___ Task data

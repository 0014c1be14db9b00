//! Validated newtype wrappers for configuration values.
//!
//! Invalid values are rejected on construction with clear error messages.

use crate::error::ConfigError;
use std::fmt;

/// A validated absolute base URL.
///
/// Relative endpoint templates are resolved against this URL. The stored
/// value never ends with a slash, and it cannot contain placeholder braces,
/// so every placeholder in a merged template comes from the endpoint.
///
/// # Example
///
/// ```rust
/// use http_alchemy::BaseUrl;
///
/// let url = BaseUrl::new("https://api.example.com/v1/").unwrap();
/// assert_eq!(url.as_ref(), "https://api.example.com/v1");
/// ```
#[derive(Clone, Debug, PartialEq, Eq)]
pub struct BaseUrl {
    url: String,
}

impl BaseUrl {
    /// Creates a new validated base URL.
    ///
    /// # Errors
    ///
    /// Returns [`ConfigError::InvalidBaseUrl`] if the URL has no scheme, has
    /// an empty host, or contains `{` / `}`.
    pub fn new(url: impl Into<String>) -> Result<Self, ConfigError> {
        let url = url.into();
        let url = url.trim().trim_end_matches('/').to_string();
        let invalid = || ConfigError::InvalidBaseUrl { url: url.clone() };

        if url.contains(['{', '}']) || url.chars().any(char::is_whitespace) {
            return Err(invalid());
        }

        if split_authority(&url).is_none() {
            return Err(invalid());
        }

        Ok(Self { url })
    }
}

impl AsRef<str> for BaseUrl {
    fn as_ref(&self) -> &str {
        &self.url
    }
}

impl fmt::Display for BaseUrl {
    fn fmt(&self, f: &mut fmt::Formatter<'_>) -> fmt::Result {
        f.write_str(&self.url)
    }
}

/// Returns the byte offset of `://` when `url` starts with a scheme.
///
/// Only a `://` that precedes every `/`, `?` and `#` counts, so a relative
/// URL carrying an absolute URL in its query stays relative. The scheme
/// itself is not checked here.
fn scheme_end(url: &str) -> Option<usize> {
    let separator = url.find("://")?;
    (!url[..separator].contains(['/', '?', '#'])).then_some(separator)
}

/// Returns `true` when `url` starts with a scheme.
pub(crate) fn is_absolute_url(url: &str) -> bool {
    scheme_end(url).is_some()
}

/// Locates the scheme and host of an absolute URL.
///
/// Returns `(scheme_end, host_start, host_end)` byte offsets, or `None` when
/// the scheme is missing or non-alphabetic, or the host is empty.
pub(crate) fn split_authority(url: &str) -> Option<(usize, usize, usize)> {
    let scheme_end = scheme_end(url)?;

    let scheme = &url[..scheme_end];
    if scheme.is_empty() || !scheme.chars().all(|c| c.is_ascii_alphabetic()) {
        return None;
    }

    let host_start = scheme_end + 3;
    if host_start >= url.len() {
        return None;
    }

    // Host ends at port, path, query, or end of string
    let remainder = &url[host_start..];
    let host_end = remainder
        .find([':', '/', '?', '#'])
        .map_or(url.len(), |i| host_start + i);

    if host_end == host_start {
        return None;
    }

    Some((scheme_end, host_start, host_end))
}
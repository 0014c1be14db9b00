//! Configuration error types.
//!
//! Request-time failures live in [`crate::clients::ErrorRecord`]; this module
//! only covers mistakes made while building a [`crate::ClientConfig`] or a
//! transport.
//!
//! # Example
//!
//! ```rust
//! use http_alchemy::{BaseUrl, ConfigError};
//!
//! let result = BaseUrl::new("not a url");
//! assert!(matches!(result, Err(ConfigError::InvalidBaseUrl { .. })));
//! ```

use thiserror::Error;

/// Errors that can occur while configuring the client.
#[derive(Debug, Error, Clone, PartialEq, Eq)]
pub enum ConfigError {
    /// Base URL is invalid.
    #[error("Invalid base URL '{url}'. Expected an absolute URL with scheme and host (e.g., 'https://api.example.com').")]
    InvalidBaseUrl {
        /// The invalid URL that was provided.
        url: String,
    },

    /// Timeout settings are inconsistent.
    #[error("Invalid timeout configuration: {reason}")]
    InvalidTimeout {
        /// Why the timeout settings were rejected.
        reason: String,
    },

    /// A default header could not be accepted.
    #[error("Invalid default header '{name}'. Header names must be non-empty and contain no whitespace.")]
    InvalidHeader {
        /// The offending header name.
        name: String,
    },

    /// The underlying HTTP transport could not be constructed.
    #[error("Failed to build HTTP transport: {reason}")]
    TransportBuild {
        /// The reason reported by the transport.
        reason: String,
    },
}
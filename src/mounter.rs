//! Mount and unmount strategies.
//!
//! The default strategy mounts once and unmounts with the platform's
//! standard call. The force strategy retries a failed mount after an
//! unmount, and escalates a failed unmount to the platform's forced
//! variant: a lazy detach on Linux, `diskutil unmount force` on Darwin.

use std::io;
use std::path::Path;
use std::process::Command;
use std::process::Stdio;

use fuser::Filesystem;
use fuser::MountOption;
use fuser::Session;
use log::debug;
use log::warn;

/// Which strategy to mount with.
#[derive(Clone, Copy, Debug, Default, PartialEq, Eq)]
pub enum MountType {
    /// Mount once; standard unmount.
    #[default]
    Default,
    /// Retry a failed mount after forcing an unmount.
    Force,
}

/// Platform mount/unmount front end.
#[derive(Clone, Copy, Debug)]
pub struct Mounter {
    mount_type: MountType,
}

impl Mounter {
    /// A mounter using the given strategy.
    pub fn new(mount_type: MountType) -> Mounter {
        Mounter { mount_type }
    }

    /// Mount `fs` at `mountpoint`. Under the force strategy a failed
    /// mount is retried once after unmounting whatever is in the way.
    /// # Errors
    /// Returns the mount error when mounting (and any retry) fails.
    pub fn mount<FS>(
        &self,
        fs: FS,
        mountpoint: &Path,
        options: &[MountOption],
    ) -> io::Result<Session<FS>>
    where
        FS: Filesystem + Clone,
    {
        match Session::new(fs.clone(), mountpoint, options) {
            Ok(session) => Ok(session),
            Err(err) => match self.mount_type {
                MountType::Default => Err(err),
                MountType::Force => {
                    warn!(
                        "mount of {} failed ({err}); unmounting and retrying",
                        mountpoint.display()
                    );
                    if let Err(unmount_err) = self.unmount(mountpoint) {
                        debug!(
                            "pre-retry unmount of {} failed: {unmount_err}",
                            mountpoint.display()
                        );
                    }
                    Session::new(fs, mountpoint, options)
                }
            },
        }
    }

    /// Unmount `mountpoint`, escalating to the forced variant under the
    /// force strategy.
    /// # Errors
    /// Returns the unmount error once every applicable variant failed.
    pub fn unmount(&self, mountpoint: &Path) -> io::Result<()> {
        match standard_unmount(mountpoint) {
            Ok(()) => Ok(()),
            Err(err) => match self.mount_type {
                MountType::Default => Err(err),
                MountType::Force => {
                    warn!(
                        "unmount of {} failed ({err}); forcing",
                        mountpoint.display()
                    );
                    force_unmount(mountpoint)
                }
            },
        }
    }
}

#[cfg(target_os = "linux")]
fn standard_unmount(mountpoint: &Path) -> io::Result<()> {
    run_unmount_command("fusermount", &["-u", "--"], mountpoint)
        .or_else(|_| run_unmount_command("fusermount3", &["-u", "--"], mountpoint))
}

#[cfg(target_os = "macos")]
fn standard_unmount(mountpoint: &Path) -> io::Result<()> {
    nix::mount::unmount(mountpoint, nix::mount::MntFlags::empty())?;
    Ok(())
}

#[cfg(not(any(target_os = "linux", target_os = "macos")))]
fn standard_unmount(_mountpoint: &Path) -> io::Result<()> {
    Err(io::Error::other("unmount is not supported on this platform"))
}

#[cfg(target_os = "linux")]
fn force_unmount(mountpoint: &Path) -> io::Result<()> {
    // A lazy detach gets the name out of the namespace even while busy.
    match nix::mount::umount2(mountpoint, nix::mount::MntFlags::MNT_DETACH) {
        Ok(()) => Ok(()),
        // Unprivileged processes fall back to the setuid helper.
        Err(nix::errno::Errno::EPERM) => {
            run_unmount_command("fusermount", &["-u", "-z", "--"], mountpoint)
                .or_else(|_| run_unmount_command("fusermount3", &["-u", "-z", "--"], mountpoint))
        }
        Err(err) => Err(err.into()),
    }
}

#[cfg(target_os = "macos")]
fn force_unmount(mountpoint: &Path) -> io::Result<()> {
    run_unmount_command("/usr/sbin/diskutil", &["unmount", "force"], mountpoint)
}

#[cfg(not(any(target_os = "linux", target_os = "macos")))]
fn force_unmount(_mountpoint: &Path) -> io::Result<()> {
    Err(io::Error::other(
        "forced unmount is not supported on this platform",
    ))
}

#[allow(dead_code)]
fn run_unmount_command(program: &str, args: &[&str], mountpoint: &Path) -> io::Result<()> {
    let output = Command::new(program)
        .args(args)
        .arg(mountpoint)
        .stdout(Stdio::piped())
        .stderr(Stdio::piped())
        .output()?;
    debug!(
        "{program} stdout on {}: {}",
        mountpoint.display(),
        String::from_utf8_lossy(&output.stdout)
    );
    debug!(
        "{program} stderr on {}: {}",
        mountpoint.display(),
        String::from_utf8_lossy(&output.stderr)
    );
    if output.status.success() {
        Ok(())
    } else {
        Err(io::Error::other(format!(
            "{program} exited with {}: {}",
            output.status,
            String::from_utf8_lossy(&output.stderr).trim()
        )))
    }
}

______

* _Task prompt_
From the entries above, print the lines beginning at the one with "byte offsets, or" and stopping after the one with "pub(crate) fn split_authority(url: &str)", exactly as written and with nothing else.

* _Output below_
/// Returns `(scheme_end, host_start, host_end)` byte offsets, or `None` when
/// the scheme is missing or non-alphabetic, or the host is empty.
pub(crate) fn split_authority(url: &str) -> Option<(usize, usize, usize)> {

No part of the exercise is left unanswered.